The paper presents SBDA, a new class of block subgradient methods combining randomized sampling with dual averaging, improving convergence and efficiency in nonsmooth stochastic optimization.

Findings

SBDA achieves optimal convergence rates for convex nonsmooth stochastic problems.

Adaptive block sampling schemes significantly improve convergence based on problem structure.

The method is effective for strongly convex objectives without needing acceleration.

Abstract

Block coordinate descent methods and stochastic subgradient methods have been extensively studied in optimization and machine learning. By combining randomized block sampling with stochastic subgradient methods based on dual averaging, we present stochastic block dual averaging (SBDA)---a novel class of block subgradient methods for convex nonsmooth and stochastic optimization.
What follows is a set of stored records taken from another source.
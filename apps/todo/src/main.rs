//! Line-oriented to-do list.
//!
//! Reads commands from stdin, one per line, and prints the announcement and
//! the visible list after each change. The list is kept in
//! `<data dir>/<key>.json` and reloaded on the next start.
//!
//! ```text
//! $ todo --seed-demo
//! > add buy bread
//! "buy bread" was added
//! > filter active
//! > move 3 1
//! ```

use anyhow::{Context, Result, bail};
use clap::{Parser, Subcommand};
use reducible_core::storage::Storage;
use reducible_runtime::MemoryStorage;
use std::io::{BufRead, Write};
use std::path::PathBuf;
use std::sync::Arc;
use todo::config::{DATA_DIR_VAR, STORAGE_KEY_VAR};
use todo::{AppConfig, Filter, Session, TodoAction, TodoEnvironment, TodoStore, demo_list, open_store};
use tokio::sync::broadcast::{self, error::TryRecvError};
use tracing_subscriber::{layer::SubscriberExt, util::SubscriberInitExt};

#[derive(Parser, Debug)]
#[command(name = "todo", version, about = "A persistent to-do list driven from the terminal")]
struct Cli {
    /// Directory holding the list (overrides TODO_DATA_DIR)
    #[arg(long)]
    data_dir: Option<PathBuf>,

    /// Storage slot name (overrides TODO_STORAGE_KEY)
    #[arg(long)]
    key: Option<String>,

    /// Start from a sample list when nothing is stored yet
    #[arg(long)]
    seed_demo: bool,

    /// Keep the list in memory only
    #[arg(long)]
    in_memory: bool,
}

/// One line of input
#[derive(Parser, Debug)]
#[command(no_binary_name = true, disable_version_flag = true)]
struct Line {
    #[command(subcommand)]
    command: Command,
}

/// Item numbers refer to the visible list, starting at 1
#[derive(Subcommand, Debug)]
enum Command {
    /// Add an item
    Add {
        #[arg(required = true, trailing_var_arg = true, allow_hyphen_values = true)]
        text: Vec<String>,
    },
    /// Mark an item completed, or active again
    Toggle { item: usize },
    /// Remove an item
    Clear { item: usize },
    /// Remove every completed item
    ClearCompleted,
    /// Rename an item
    Edit {
        item: usize,
        #[arg(required = true, trailing_var_arg = true, allow_hyphen_values = true)]
        text: Vec<String>,
    },
    /// Move an item to another place in the visible list
    Move { from: usize, to: usize },
    /// Show all, active or completed items
    Filter { filter: Filter },
    /// Print the visible list
    List,
    /// Save and exit
    #[command(alias = "exit")]
    Quit,
}

fn main() -> Result<()> {
    init_tracing();
    let cli = Cli::parse();

    let config = AppConfig::from_lookup(|name| {
        let flag = match name {
            DATA_DIR_VAR => cli
                .data_dir
                .as_ref()
                .map(|dir| dir.to_string_lossy().into_owned()),
            STORAGE_KEY_VAR => cli.key.clone(),
            _ => None,
        };
        flag.or_else(|| std::env::var(name).ok())
    })
    .context("invalid configuration")?;

    let environment = TodoEnvironment::production();
    let seed = if cli.seed_demo {
        Session::with_list(demo_list(&environment))
    } else {
        Session::new()
    };

    let storage: Arc<dyn Storage> = if cli.in_memory {
        Arc::new(MemoryStorage::new())
    } else {
        println!("Using {}", config.slot_file().display());
        Arc::new(config.file_storage())
    };

    let store = open_store(seed, environment, storage, &config);
    run(&store, std::io::stdin().lock())?;

    store.persist_now().context("failed to save the list")?;
    Ok(())
}

fn init_tracing() {
    tracing_subscriber::registry()
        .with(
            tracing_subscriber::EnvFilter::try_from_default_env().unwrap_or_else(|_| "info".into()),
        )
        .with(
            tracing_subscriber::fmt::layer()
                .with_target(false)
                .with_writer(std::io::stderr),
        )
        .init();
}

fn run(store: &TodoStore, input: impl BufRead) -> Result<()> {
    let mut updates = store.subscribe();
    render(&store.snapshot());
    prompt()?;

    for line in input.lines() {
        let line = line.context("failed to read input")?;
        let words: Vec<&str> = line.split_whitespace().collect();
        if words.is_empty() {
            prompt()?;
            continue;
        }

        match Line::try_parse_from(words) {
            Ok(Line {
                command: Command::Quit,
            }) => return Ok(()),
            Ok(Line {
                command: Command::List,
            }) => render(&store.snapshot()),
            Ok(Line { command }) => match to_action(&store.snapshot(), command) {
                Ok(action) => {
                    store.dispatch(action);
                    show_updates(&mut updates);
                },
                Err(error) => println!("{error}"),
            },
            Err(error) => print!("{error}"),
        }
        prompt()?;
    }

    Ok(())
}

/// Turn a parsed line into an action against the current session
fn to_action(session: &Session, command: Command) -> Result<TodoAction> {
    let action = match command {
        Command::Add { text } => TodoAction::Add {
            text: text.join(" "),
        },
        Command::Toggle { item } => TodoAction::Toggle {
            id: visible_id(session, item)?,
        },
        Command::Clear { item } => TodoAction::Clear {
            id: visible_id(session, item)?,
        },
        Command::ClearCompleted => TodoAction::ClearAllCompleted,
        Command::Edit { item, text } => TodoAction::Edit {
            id: visible_id(session, item)?,
            text: text.join(" "),
        },
        Command::Move { from, to } => TodoAction::Move {
            from: index(from)?,
            to: index(to)?,
        },
        Command::Filter { filter } => TodoAction::SetFilter(filter),
        Command::List | Command::Quit => bail!("not an action"),
    };
    Ok(action)
}

fn index(number: usize) -> Result<usize> {
    number
        .checked_sub(1)
        .context("item numbers start at 1")
}

fn visible_id(session: &Session, number: usize) -> Result<todo::TodoId> {
    let item = session
        .visible_item(index(number)?)
        .with_context(|| format!("no item {number} in the {} list", session.filter()))?;
    Ok(item.id)
}

/// Print the newest snapshot published since the last call
fn show_updates(updates: &mut broadcast::Receiver<Arc<Session>>) {
    let mut latest = None;
    loop {
        match updates.try_recv() {
            Ok(snapshot) => latest = Some(snapshot),
            Err(TryRecvError::Lagged(skipped)) => {
                tracing::debug!(skipped, "Skipped stale snapshots");
            },
            Err(TryRecvError::Empty | TryRecvError::Closed) => break,
        }
    }

    if let Some(session) = latest {
        if let Some(announcement) = session.announcement() {
            println!("{announcement}");
        }
        render(&session);
    }
}

fn render(session: &Session) {
    println!("-- {} | {} --", session.filter().label(), session.items_left());
    for (number, item) in session.visible().enumerate() {
        let mark = if item.completed { 'x' } else { ' ' };
        println!("{:>3}. [{mark}] {}", number + 1, item.text);
    }
}

fn prompt() -> Result<()> {
    print!("> ");
    std::io::stdout().flush().context("failed to write prompt")
}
SBDA requires only a block of subgradients and updates blocks of variables and hence has significantly lower iteration cost than traditional subgradient methods. We show that the SBDA-based methods exhibit the optimal convergence rate for convex nonsmooth stochastic optimization. More importantly, we introduce randomized stepsize rules and block sampling schemes that are adaptive to the block structures, which significantly improves the convergence rate w.r.t. the problem parameters. This is in sharp contrast to recent block subgradient methods applied to nonsmooth deterministic or stochastic optimization. For strongly convex objectives, we propose a new averaging scheme to make the regularized dual averaging method optimal, without having to resort to any accelerated schemes.